• _What you should do_: Read through the data, and wherever a line holds the word "already", write that line out.

───── Given records

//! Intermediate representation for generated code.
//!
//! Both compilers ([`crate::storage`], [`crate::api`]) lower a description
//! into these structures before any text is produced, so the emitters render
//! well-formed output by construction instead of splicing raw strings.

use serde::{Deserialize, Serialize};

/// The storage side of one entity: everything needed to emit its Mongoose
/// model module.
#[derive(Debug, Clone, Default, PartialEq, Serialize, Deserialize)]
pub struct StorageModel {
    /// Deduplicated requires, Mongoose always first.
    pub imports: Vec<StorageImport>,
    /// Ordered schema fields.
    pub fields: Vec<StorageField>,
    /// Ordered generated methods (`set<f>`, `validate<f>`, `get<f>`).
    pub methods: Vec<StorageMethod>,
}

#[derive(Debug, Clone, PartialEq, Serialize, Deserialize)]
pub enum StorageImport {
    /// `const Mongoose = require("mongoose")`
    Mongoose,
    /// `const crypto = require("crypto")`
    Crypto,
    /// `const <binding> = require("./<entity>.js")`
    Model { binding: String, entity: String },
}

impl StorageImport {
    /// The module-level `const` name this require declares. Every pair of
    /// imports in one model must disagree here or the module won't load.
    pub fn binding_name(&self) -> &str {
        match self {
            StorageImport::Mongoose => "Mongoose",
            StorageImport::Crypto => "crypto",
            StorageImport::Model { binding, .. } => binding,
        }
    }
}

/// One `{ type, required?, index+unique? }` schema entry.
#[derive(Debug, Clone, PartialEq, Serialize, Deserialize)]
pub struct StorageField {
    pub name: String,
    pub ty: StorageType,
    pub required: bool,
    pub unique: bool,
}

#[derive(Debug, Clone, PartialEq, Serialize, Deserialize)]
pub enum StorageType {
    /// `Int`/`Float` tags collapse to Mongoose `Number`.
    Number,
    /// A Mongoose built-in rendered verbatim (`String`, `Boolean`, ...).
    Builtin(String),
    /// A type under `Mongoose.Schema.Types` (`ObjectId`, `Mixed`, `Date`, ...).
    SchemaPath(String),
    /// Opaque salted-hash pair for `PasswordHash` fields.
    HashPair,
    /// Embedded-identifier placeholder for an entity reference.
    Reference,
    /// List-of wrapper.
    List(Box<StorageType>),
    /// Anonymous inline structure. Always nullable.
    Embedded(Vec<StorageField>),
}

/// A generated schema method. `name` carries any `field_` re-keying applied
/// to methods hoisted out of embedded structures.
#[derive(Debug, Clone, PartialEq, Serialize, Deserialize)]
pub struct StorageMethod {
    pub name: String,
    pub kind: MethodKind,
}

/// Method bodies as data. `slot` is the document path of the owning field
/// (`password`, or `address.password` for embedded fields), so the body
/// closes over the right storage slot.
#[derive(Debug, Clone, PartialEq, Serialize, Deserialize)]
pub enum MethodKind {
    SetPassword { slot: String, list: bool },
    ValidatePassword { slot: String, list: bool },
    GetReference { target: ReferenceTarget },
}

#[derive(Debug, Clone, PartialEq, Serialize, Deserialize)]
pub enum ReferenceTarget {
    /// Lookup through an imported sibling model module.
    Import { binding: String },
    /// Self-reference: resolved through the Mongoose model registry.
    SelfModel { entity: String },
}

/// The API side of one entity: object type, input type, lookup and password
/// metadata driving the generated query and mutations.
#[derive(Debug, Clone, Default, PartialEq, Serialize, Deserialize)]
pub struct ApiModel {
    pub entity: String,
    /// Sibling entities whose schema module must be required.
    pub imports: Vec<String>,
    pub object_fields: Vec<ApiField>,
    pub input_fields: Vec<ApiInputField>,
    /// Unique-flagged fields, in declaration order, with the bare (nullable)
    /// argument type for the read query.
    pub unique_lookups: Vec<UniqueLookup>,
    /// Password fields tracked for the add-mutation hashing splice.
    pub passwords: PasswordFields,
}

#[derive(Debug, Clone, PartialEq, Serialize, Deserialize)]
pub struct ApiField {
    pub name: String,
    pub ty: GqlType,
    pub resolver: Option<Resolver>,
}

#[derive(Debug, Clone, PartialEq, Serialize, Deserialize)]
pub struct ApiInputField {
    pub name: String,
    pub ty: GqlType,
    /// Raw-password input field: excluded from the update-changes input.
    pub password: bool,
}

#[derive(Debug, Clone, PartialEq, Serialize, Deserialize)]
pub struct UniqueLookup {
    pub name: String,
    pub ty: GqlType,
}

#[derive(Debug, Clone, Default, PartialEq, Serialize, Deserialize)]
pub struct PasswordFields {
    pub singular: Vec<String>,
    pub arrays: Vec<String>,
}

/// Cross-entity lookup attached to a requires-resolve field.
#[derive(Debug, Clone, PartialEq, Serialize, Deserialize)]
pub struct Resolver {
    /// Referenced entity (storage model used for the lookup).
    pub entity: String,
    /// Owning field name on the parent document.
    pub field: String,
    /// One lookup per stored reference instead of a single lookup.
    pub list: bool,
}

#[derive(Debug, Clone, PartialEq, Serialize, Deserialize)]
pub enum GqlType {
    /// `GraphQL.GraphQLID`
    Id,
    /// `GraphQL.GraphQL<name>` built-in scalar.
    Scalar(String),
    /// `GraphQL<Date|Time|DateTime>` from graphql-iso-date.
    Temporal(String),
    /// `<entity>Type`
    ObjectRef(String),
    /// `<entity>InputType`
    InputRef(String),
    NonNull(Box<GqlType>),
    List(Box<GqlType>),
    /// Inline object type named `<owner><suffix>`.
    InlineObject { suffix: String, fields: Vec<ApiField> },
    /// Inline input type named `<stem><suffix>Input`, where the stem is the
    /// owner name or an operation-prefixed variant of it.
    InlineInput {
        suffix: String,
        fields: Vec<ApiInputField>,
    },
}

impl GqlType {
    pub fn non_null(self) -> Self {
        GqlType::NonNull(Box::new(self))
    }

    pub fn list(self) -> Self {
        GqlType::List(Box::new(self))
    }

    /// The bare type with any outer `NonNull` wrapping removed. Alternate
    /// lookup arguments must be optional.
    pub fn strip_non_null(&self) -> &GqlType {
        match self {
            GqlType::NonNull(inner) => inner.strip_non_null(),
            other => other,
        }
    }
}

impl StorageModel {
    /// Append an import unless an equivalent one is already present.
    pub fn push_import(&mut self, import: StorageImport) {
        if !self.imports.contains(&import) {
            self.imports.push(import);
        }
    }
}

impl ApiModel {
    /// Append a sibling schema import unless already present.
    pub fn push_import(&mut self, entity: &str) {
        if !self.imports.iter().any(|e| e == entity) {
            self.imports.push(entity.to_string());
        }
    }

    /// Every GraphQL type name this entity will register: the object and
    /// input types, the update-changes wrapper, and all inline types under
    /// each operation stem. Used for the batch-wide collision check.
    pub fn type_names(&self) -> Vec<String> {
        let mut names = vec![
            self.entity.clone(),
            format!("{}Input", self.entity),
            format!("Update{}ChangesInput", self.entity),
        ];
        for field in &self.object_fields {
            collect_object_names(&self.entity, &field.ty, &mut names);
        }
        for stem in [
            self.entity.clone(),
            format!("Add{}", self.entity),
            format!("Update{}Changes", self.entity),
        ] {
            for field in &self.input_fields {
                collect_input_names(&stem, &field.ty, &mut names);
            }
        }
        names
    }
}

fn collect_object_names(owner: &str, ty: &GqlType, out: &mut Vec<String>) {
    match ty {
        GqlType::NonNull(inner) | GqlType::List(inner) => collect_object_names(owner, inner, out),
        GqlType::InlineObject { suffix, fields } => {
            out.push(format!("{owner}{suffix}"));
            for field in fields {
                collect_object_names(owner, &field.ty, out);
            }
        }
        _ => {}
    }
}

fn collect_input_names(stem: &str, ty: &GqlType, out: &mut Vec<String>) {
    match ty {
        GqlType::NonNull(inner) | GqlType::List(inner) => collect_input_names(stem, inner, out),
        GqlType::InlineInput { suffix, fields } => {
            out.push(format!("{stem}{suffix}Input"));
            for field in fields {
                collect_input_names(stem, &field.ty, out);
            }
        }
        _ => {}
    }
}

──────────

• _Response for this exercise_:
    /// Append an import unless an equivalent one is already present.
    /// Append a sibling schema import unless already present.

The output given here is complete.